For six months, my two children and I explored nine of Chicago’s neighborhoods: Lincoln Park, Rogers Park, Portage Park, Pilsen, Chinatown, Beverly, Pullman, Hyde Park and Bronzeville. I should mention we don’t live in any of these neighborhoods. We don’t even live close to some of these neighborhoods. The experience left us with a deeper love of neighborhoods near and far, and a better understanding of what makes Chicago so great.
Why explore new neighborhoods?
- You’ll find hidden gems you never knew existed. Your brand new favorite pizza place might be tucked away in a different neighborhood just waiting for you to find it—I’m looking at you, Pequod’s.
- A new neighborhood can feel like a totally different country, but a CTA pass is way cheaper than a plane ticket AND you don’t need a passport.
- If your children misbehave in another neighborhood, no one will even know you to judge the meltdown.
Over the next few months, I’ll be featuring a different neighborhood and the treasures we found there on this blog. To get you started, though, I’ll offer my No. 1 tip for new neighborhood exploration: Pick three things to do.

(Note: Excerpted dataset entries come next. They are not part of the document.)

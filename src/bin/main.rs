//! cellsvm command line interface
//!
//! Runs the full train/select/test pipeline on CSV data for any of the
//! built-in learning scenarios, and prints per-stage configuration lines
//! for inspection.

use clap::{Args, Parser, Subcommand};
use env_logger::Env;
use log::{error, info};
use serde::Serialize;
use std::path::PathBuf;
use std::process;

use cellsvm::api;
use cellsvm::config::{ConfigStore, Stage};
use cellsvm::core::{Result, ResultTable};
use cellsvm::data::load_csv;
use cellsvm::scenario::Scenario;

#[derive(Parser)]
#[command(name = "cellsvm")]
#[command(about = "A support vector machine engine with cell partitioning and grid selection")]
#[command(version = env!("CARGO_PKG_VERSION"))]
struct Cli {
    #[command(subcommand)]
    command: Commands,

    /// Enable verbose output
    #[arg(short, long, global = true)]
    verbose: bool,

    /// Enable debug output
    #[arg(short, long, global = true)]
    debug: bool,
}

#[derive(Subcommand)]
enum Commands {
    /// Train, select and test on CSV data
    Run(RunArgs),
    /// Print the effective per-stage configuration lines
    Config(ConfigArgs),
}

#[derive(Args)]
struct RunArgs {
    /// Training data file (CSV, last column is the label)
    #[arg(long)]
    data: PathBuf,

    /// Test data file; training data is reused when omitted
    #[arg(long)]
    test_data: Option<PathBuf>,

    /// Learning scenario: LS, MC <type>, QT, EX, ROC, or NPL <class>
    #[arg(short, long, default_value = "LS")]
    scenario: String,

    /// Enable spatial cell partitioning
    #[arg(long)]
    use_cells: bool,

    /// Target rows per cell
    #[arg(long)]
    cell_size: Option<usize>,

    /// Worker threads (0 uses all cores)
    #[arg(short, long)]
    threads: Option<usize>,

    /// Grid preset (-1 coarse, 0 default, 1 fine, 2 finest)
    #[arg(long)]
    grid_choice: Option<i64>,

    /// Quantile/expectile levels, comma separated
    #[arg(long)]
    weights: Option<String>,

    /// ROC weight steps
    #[arg(long)]
    weight_steps: Option<usize>,

    /// NPL constraint level
    #[arg(long)]
    npl_constraint: Option<f64>,

    /// Write the JSON run report here instead of stdout
    #[arg(short, long)]
    output: Option<PathBuf>,
}

#[derive(Args)]
struct ConfigArgs {
    /// Parameters as NAME=VALUE pairs
    #[arg(long = "set", value_name = "NAME=VALUE")]
    sets: Vec<String>,
}

#[derive(Serialize)]
struct RunReport {
    created_at: String,
    scenario: String,
    train_rows: usize,
    features: usize,
    candidates: usize,
    selected: usize,
    test: Option<TestReport>,
}

#[derive(Serialize)]
struct TestReport {
    rows: usize,
    prediction_columns: usize,
    errors: Vec<TaskError>,
}

#[derive(Serialize)]
struct TaskError {
    task: f64,
    error: f64,
    positive_error: f64,
    negative_error: f64,
}

fn main() {
    let cli = Cli::parse();

    let log_level = if cli.debug {
        "debug"
    } else if cli.verbose {
        "info"
    } else {
        "warn"
    };
    env_logger::Builder::from_env(Env::default().default_filter_or(log_level)).init();

    let result = match cli.command {
        Commands::Run(args) => cmd_run(args),
        Commands::Config(args) => cmd_config(args),
    };

    if let Err(e) = result {
        error!("{e}");
        process::exit(1);
    }
}

fn cmd_run(args: RunArgs) -> Result<()> {
    let scenario: Scenario = args.scenario.parse()?;

    info!("loading training data from {:?}", args.data);
    let train_data = load_csv(&args.data)?;
    info!(
        "{} rows, {} features",
        train_data.rows(),
        train_data.cols()
    );

    let handle = api::init(
        train_data.values(),
        train_data.rows(),
        train_data.cols(),
        train_data.labels().unwrap_or_default(),
    )?;
    api::set_param(handle, "SCENARIO", &args.scenario)?;
    if args.use_cells {
        api::set_param(handle, "USECELLS", "1")?;
    }
    if let Some(cell_size) = args.cell_size {
        api::set_param(handle, "CELL_SIZE", &cell_size.to_string())?;
    }
    if let Some(threads) = args.threads {
        api::set_param(handle, "THREADS", &threads.to_string())?;
    }
    if let Some(grid_choice) = args.grid_choice {
        api::set_param(handle, "GRID_CHOICE", &grid_choice.to_string())?;
    }
    if let Some(weights) = &args.weights {
        api::set_param(handle, "WEIGHTS", &weights.replace(',', " "))?;
    }
    if let Some(steps) = args.weight_steps {
        api::set_param(handle, "WEIGHT_STEPS", &steps.to_string())?;
    }

    let argv = vec!["cellsvm".to_string()];

    info!("training");
    let train_table = api::train(handle, &argv)?;
    info!("{} candidates trained", train_table.rows());

    let selected = run_selects(handle, scenario, &args, &argv)?;
    info!("{selected} model(s) selected");

    let test_report = {
        let test_data = match &args.test_data {
            Some(path) => {
                info!("loading test data from {path:?}");
                load_csv(path)?
            }
            None => train_data.clone(),
        };
        let (predictions, errors) = api::test(
            handle,
            &argv,
            test_data.values(),
            test_data.rows(),
            test_data.cols(),
            test_data.labels(),
        )?;
        Some(TestReport {
            rows: predictions.rows(),
            prediction_columns: predictions.cols(),
            errors: error_rows(&errors),
        })
    };

    let report = RunReport {
        created_at: chrono::Utc::now().to_rfc3339(),
        scenario: scenario.to_string(),
        train_rows: train_data.rows(),
        features: train_data.cols(),
        candidates: train_table.rows(),
        selected,
        test: test_report,
    };

    let json = serde_json::to_string_pretty(&report)
        .map_err(|e| cellsvm::SvmError::ParseError(e.to_string()))?;
    match &args.output {
        Some(path) => {
            std::fs::write(path, json)?;
            info!("report written to {path:?}");
        }
        None => println!("{json}"),
    }

    api::clean(handle);
    Ok(())
}

/// One select pass per sweep value, the way each scenario calls for.
fn run_selects(
    handle: i32,
    scenario: Scenario,
    args: &RunArgs,
    argv: &[String],
) -> Result<usize> {
    let mut selected = 0;
    match scenario {
        Scenario::LeastSquares | Scenario::MultiClass(_) => {
            selected += api::select(handle, argv)?.rows();
        }
        Scenario::Quantile | Scenario::Expectile => {
            let levels = match &args.weights {
                Some(w) => w.split(',').count(),
                None => Scenario::DEFAULT_LEVELS.len(),
            };
            for i in 1..=levels {
                api::set_param(handle, "WEIGHT_NUMBER", &i.to_string())?;
                selected += api::select(handle, argv)?.rows();
            }
        }
        Scenario::Roc => {
            let steps = args.weight_steps.unwrap_or(9);
            for i in 1..=steps {
                api::set_param(handle, "WEIGHT_NUMBER", &i.to_string())?;
                selected += api::select(handle, argv)?.rows();
            }
        }
        Scenario::Npl { class } => {
            let constraint = args.npl_constraint.unwrap_or(0.05);
            for factor in [0.5, 2.0 / 3.0, 1.0, 1.5, 2.0] {
                api::set_param(handle, "NPL_CLASS", &class.to_string())?;
                api::set_param(handle, "NPL_CONSTRAINT", &(constraint * factor).to_string())?;
                selected += api::select(handle, argv)?.rows();
            }
        }
    }
    Ok(selected)
}

fn error_rows(errors: &ResultTable) -> Vec<TaskError> {
    (0..errors.rows())
        .map(|r| TaskError {
            task: errors.get(r, 0),
            error: errors.get(r, 1),
            positive_error: errors.get(r, 2),
            negative_error: errors.get(r, 3),
        })
        .collect()
}

fn cmd_config(args: ConfigArgs) -> Result<()> {
    let mut config = ConfigStore::new();
    for pair in &args.sets {
        let (name, value) = pair.split_once('=').ok_or_else(|| {
            cellsvm::SvmError::InvalidParameter(format!("expected NAME=VALUE, got '{pair}'"))
        })?;
        config.set(name, value)?;
    }
    for stage in [Stage::Train, Stage::Select, Stage::Test] {
        println!("{}", config.config_line(stage));
    }
    Ok(())
}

It’s tempting to try to do ALL THE THINGS when you visit a new place, but I recommend that you do three things: one indoor, one outdoor, one that involves food.
For example, for a day in Pilsen with kids I recommend:
- Visit the National Museum of Mexican Art.
- Play at Harrison Park’s newly revamped playground.
- Eat a paleta: Mexican-style popsicle with delicious chunks of real fruit (or bubble gum, if you’re into that sort of thing).
Doing three things gives you a taste of the neighborhood without burning out—or blowing through naptime. You can always go back another day to do three more things!
I hope you’ll have fun visiting neighborhoods this summer and playing tourist in your own town!